Three Cities
On arriving, leaving, and learning to look.
Full text:
On Monday morning, we walk to the Presidio. The sprawling SF park begins just a few blocks from our house in Pacific Heights and cascades down the side of the city to the ocean and the base of the Golden Gate below. The Presidio is lush and wild; marked by tall, gangly eucalyptus and deep green cypress trees, mushroom-speckled mud spots, and felled branches with tender, peeling bark. We spot a banana slug suckling at a neon orange mushroom, a rolly polly hanging from the underside of a clover. Everything is damp. It smells of earth.
Our footsteps sink slowly in soil. As we walk, I think about the park I was in just a few days before— Rome’s Villa Borghese. The wide, well-manicured green space that sits above the center of Rome. The park overlooks the city’s broad skyline; a spread of pale brick and marble punctuated by the spires of obelisks, tops of cathedrals, and hidden corners of innumerable world-famous landmarks. The park is ripe with fountains spouting water from pipes built in 2000 BC, and ancient sculptures akin to those New Yorkers could only hope to witness within the confines of The Met. The first time I walked Villa Borghese, I thought it was the most incredible place I’d ever been.

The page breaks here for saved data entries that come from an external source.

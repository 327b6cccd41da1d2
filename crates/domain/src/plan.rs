//! Pure planning of reserved-count changes.
//!
//! Planners look at the locked inventory rows and decide which days gain a
//! reservation and which lose one. They never touch storage; the engine
//! applies the resulting [`InventoryPlan`] inside the same unit of work.

use std::collections::BTreeMap;

use chrono::NaiveDate;
use common::DateRange;
use inventory_store::{Booking, DayInventory, InventoryTx, StoreError};

use crate::error::{ReservationError, Result};

/// Per-day reserved-count changes for one operation.
///
/// `increment` and `decrement` never share a day.
#[derive(Debug, Clone, Default, PartialEq, Eq)]
pub struct InventoryPlan {
    pub increment: Vec<NaiveDate>,
    pub decrement: Vec<NaiveDate>,
}

impl InventoryPlan {
    pub fn is_empty(&self) -> bool {
        self.increment.is_empty() && self.decrement.is_empty()
    }

    /// Writes the plan through an open unit of work.
    pub async fn apply<T: InventoryTx>(&self, tx: &mut T) -> std::result::Result<(), StoreError> {
        tx.adjust_reserved(&self.decrement, -1).await?;
        tx.adjust_reserved(&self.increment, 1).await?;
        Ok(())
    }
}

/// Days among `wanted` that cannot take one more reservation.
///
/// A day without an inventory row is outside the stocked horizon and counts
/// as full.
fn unavailable_days(
    wanted: impl IntoIterator<Item = NaiveDate>,
    inventory: &[DayInventory],
) -> Vec<NaiveDate> {
    let by_date: BTreeMap<NaiveDate, &DayInventory> =
        inventory.iter().map(|day| (day.date, day)).collect();

    wanted
        .into_iter()
        .filter(|date| by_date.get(date).is_none_or(|day| day.is_full()))
        .collect()
}

/// Plans a new booking over `range`: every day gains one reservation.
pub fn plan_booking(range: DateRange, inventory: &[DayInventory]) -> Result<InventoryPlan> {
    let full = unavailable_days(range.days(), inventory);
    if !full.is_empty() {
        return Err(ReservationError::CapacityExceeded { dates: full });
    }

    Ok(InventoryPlan {
        increment: range.days().collect(),
        decrement: Vec::new(),
    })
}

/// Plans a cancellation: every day of the booking loses one reservation.
pub fn plan_cancellation(booking: &Booking) -> InventoryPlan {
    InventoryPlan {
        increment: Vec::new(),
        decrement: booking.range.days().collect(),
    }
}

/// Plans moving `booking` to `new_range`.
///
/// Only days the booking doesn't already hold need spare capacity. Days in
/// both ranges keep their reservation and are not written at all.
pub fn plan_amendment(
    booking: &Booking,
    new_range: DateRange,
    inventory: &[DayInventory],
) -> Result<InventoryPlan> {
    let added = new_range.difference(&booking.range);
    let removed = booking.range.difference(&new_range);

    let full = unavailable_days(added.iter().copied(), inventory);
    if !full.is_empty() {
        return Err(ReservationError::CapacityExceeded { dates: full });
    }

    Ok(InventoryPlan {
        increment: added,
        decrement: removed,
    })
}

After that first visit, though, I’d remarked on the park’s beauty to one of my partner, Giulio’s cousins and was shocked to find her taken aback. “Yes, but Central Park!” She replied, (I was still in NYC at the time), “Central Park is incredible. The baseball fields, the boats, the green spaces and flowers… and then you look up and are surrounded by skyscrapers!”

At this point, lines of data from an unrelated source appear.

use chrono::NaiveDate;
use thiserror::Error;

/// Errors that can occur when interacting with the inventory store.
#[derive(Debug, Error)]
pub enum StoreError {
    /// No inventory row exists for a day that was asked to change.
    #[error("No inventory row for {0}")]
    MissingDay(NaiveDate),

    /// Adjusting a day would push its reserved count outside `0..=total`.
    #[error("Reserved count for {date} would be {reserved}, allowed range is 0..={total}")]
    ReservedOutOfBounds {
        date: NaiveDate,
        reserved: i32,
        total: i32,
    },

    /// A booking was inserted twice or updated without existing.
    #[error("Booking record conflict: {0}")]
    BookingConflict(String),

    /// A stored row could not be decoded.
    #[error("Corrupt record: {0}")]
    Corrupt(String),

    /// A database error occurred.
    #[error("Database error: {0}")]
    Database(#[from] sqlx::Error),

    /// A database migration error occurred.
    #[error("Migration error: {0}")]
    Migration(#[from] sqlx::migrate::MigrateError),
}

/// Result type for inventory store operations.
pub type Result<T> = std::result::Result<T, StoreError>;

The interaction reiterated an all-too-familiar trope: the grass is always greener. In this case, the literal grass of these two parks, but also-- by extension-- the cities surrounding them.
I’ve been thinking about that conversation a lot lately. Since moving from NYC to SF, I’ve received endless inquiries about the change. “Why did you move?” “Do you miss New York?” “Which city is better?” “Will you ever go back?”…
There’s nothing wrong with these questions. They reflect a natural human urge to compare, to define, to categorize places and experiences into neat boxes: “better”, “worse”, “then”, “now”, “closer”, “farther”, “temporary”, “forever”.
But for me, and I think for Giulio too, that’s not the point. We moved for a host of reasons, but among them was a general desire for change. Newness. Variety. Diversity of experience.
I’ve been reading the book Four Seasons in Rome by Anthony Doer, which my mom got me for Christmas. In it, he writes about the danger of familiarity:
“Over time, we stop perceiving familiar things as they truly are. To eat a banana for the thousandth time is nothing like eating a banana for the first time. The easier an experience, or the more entrenched or familiar, the fainter our experience of it becomes. This is true of chocolate and marriages and hometowns and narrative structures. Complexities wane, miracles become unremarkable, and if we’re not careful, pretty soon we’re gazing out at our lives as if through a burlap sack.
Leave home, leave the country, leave the familiar. Only then can routine experience— buying bread, eating vegetables, even saying hello— become new all over again.”
Yes.
Ideally, of course, one can also learn to see anew within the confines of one’s typical day-to-day life (for me, being with children often has this effect), but still, real perspective-altering, gratitude-renewing change sometimes requires a greater shift.
This has certainly been true for me even after just a few weeks in SF. In fact, even before that, it was the decision to leave NYC that allowed me to finally love it. Only then did I really see New York City—feel it; experience the pure magic of a sunset bike ride over the Brooklyn Bridge, the charm of neighborhood coffee shop regulars, the grind and grit and energy of lower Manhattan on Monday morning.
And it’s in contrast to New York that San Francisco has come into focus. Not in a “better” or “worse” way, but in differences. Second glances. Noticing the availability of sky, the nearness of the ocean, the awe of the Golden Gate peering out of the fog on a cold morning.
I don’t know how long we’ll stay here, or if either city will ever feel more like home than the other. For now, it’s enough to just be here. To walk through the unfamiliar and notice what appears.